原理：通过HTTP头来允许或者拒绝某个请求

特点

• 安全性：防止恶意网站读取资源
• 灵活性：允许特定的跨域请求，同时保持对其他请求的保护
• 兼容性：实现web应用能安全地与不同域的资源进行交互

1.请求头
`Origin`: 标识请求的来源域。
`Access-Control-Request-Method`: 在预检请求中，表明实际请求所使用的方法。
`Access-Control-Request-Headers`: 在预检请求中，表明实际请求所使用的自定义头。

2.响应头 (Response Headers)：

`Access-Control-Allow-Origin`: 指定允许访问资源的源。可以是具体的域，也可以是通配符 *（表示允许所有域）。
`Access-Control-Allow-Methods`: 指定允许的 HTTP 方法，如 GET, POST, PUT, DELETE 等。
`Access-Control-Allow-Headers`: 指定允许的请求头，如 Content-Type, Authorization 等。
`Access-Control-Allow-Credentials`: 指定是否允许发送 Cookie 等凭据。值为 true 表示允许。
`Access-Control-Expose-Headers`: 指定哪些头可以公开给客户端。
`Access-Control-Max-Age`: 指定浏览器在发出预检请求之前可以缓存该响应的秒数。

OPTIONS 预请求

对于某些跨域请求（例如使用了复杂的HTTP方法或自定义头），浏览器会在实际请求之前发送一个OPTINONS预检请求。

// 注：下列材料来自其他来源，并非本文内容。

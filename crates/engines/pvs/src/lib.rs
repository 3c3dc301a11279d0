//! PVS Chess Engine
//!
//! Principal variation search over an NNUE evaluation, with a two-way
//! transposition table, history-driven move ordering and static exchange
//! evaluation. The engine keeps its hash table and histories between
//! searches of the same game; `new_game` wipes them.

pub mod history;
pub mod movepick;
pub mod search;
pub mod see;
pub mod tt;

use chess_core::{Engine, InfoCallback, Position, SearchLimits, SearchResult};
use tracing::debug;

pub use search::{SearchContext, INF, MATE, MATE_BOUND, MAX_PLY};
pub use tt::MAX_HASH_MB;

/// Hash size used when nothing else is configured.
pub const DEFAULT_HASH_MB: usize = 16;

pub struct PvsEngine {
    ctx: SearchContext,
    hash_mb: usize,
}

impl Default for PvsEngine {
    fn default() -> Self {
        Self::new(DEFAULT_HASH_MB)
    }
}

impl PvsEngine {
    pub fn new(hash_mb: usize) -> Self {
        let hash_mb = hash_mb.clamp(1, MAX_HASH_MB);
        Self {
            ctx: SearchContext::new(hash_mb),
            hash_mb,
        }
    }

    pub fn hash_mb(&self) -> usize {
        self.hash_mb
    }

    pub fn resize_hash(&mut self, mb: usize) {
        self.hash_mb = mb.clamp(1, MAX_HASH_MB);
        self.ctx.tt.resize(self.hash_mb);
    }
}

impl Engine for PvsEngine {
    fn search(
        &mut self,
        pos: &Position,
        limits: SearchLimits,
        on_info: InfoCallback<'_>,
    ) -> SearchResult {
        self.ctx.search(pos, limits, on_info)
    }

    fn name(&self) -> &str {
        "PVS NNUE 0.1"
    }

    fn new_game(&mut self) {
        debug!("new game, clearing hash and histories");
        self.ctx.new_game();
    }

    fn set_game_history(&mut self, history: &[u64]) {
        self.ctx.set_game_history(history);
    }

    fn set_option(&mut self, name: &str, value: &str) -> bool {
        match name {
            "Hash" => match value.parse::<usize>() {
                Ok(mb) => {
                    self.resize_hash(mb);
                    true
                }
                Err(_) => false,
            },
            "Clear Hash" => {
                self.ctx.tt.clear();
                true
            }
            _ => false,
        }
    }

    fn options(&self) -> Vec<String> {
        vec![
            format!(
                "option name Hash type spin default {DEFAULT_HASH_MB} min 1 max {MAX_HASH_MB}"
            ),
            "option name Clear Hash type button".to_string(),
        ]
    }
}
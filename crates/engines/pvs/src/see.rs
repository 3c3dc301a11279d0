//! Static exchange evaluation.

use chess_core::{bishop_attacks, rook_attacks, Bitboard, Move, PieceKind, Position};

pub const SEE_VALUES: [i32; 6] = [100, 300, 300, 500, 900, 0];

#[inline]
pub fn see_value(kind: PieceKind) -> i32 {
    SEE_VALUES[kind.idx()]
}

/// Material won by `mv` before any recapture.
pub fn capture_gain(pos: &Position, mv: Move) -> i32 {
    let captured = if mv.is_en_passant() {
        see_value(PieceKind::Pawn)
    } else if mv.is_capture() {
        pos.kind_at(mv.to()).map_or(0, see_value)
    } else {
        0
    };
    let promotion = mv
        .promotion()
        .map_or(0, |kind| see_value(kind) - see_value(PieceKind::Pawn));
    captured + promotion
}

/// Does the exchange sequence started by `mv` on its target square net at least `threshold`?
///
/// Both sides always recapture with their least valuable attacker, and sliders
/// hidden behind a piece that just captured join in as x-rays.
pub fn see(pos: &Position, mv: Move, threshold: i32) -> bool {
    if mv.is_castle() {
        return threshold <= 0;
    }

    let from = mv.from();
    let to = mv.to();
    let Some(mover) = pos.kind_at(from) else {
        return false;
    };

    let mut balance = capture_gain(pos, mv) - threshold;
    if balance < 0 {
        return false;
    }

    // The piece standing on the square once this move is played.
    let next_victim = mv.promotion().unwrap_or(mover);
    balance -= see_value(next_victim);
    if balance >= 0 {
        return true;
    }

    let diagonal = pos.kind(PieceKind::Bishop) | pos.kind(PieceKind::Queen);
    let straight = pos.kind(PieceKind::Rook) | pos.kind(PieceKind::Queen);

    let mut occupied = (pos.occupied() ^ Bitboard::from_square(from)) | Bitboard::from_square(to);
    if mv.is_en_passant() {
        occupied ^= Bitboard::from_square(to ^ 8);
    }

    let mut attackers = pos.attackers_to(to, occupied) & occupied;
    let mut colour = pos.side_to_move().other();

    loop {
        let my_attackers = attackers & pos.color(colour);
        if my_attackers.is_empty() {
            break;
        }

        let mut victim = PieceKind::Pawn;
        for kind in PieceKind::ALL {
            if (my_attackers & pos.kind(kind)).is_nonempty() {
                victim = kind;
                break;
            }
        }

        occupied ^= (my_attackers & pos.kind(victim)).lowest();

        // Capturing may uncover sliders behind the capturer.
        if matches!(victim, PieceKind::Pawn | PieceKind::Bishop | PieceKind::Queen) {
            attackers |= bishop_attacks(to, occupied) & diagonal;
        }
        if matches!(victim, PieceKind::Rook | PieceKind::Queen) {
            attackers |= rook_attacks(to, occupied) & straight;
        }
        attackers &= occupied;

        colour = colour.other();
        balance = -balance - 1 - see_value(victim);

        if balance >= 0 {
            // A king may only take last: if the other side still attacks, the
            // capture was illegal and the king's side loses the exchange.
            if victim == PieceKind::King && (attackers & pos.color(colour)).is_nonempty() {
                colour = colour.other();
            }
            break;
        }
    }

    // The side that failed to recapture loses.
    pos.side_to_move() != colour
}

#[cfg(test)]
#[path = "see_tests.rs"]
mod see_tests;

用来检查服务器是否允许实际请求。

示例

• 请求头：

  OPTIONS /resource HTTP/1.1
  Origin: http://example.com
  Access-Control-Request-Method: POST
  Access-Control-Request-Headers: X-Custom-Header
  

• 响应头：

  HTTP/1.1 200 OK
  Access-Control-Allow-Origin: http://example.com
  Access-Control-Allow-Methods: POST
  Access-Control-Allow-Headers: X-Custom-Header
  Access-Control-Max-Age: 86400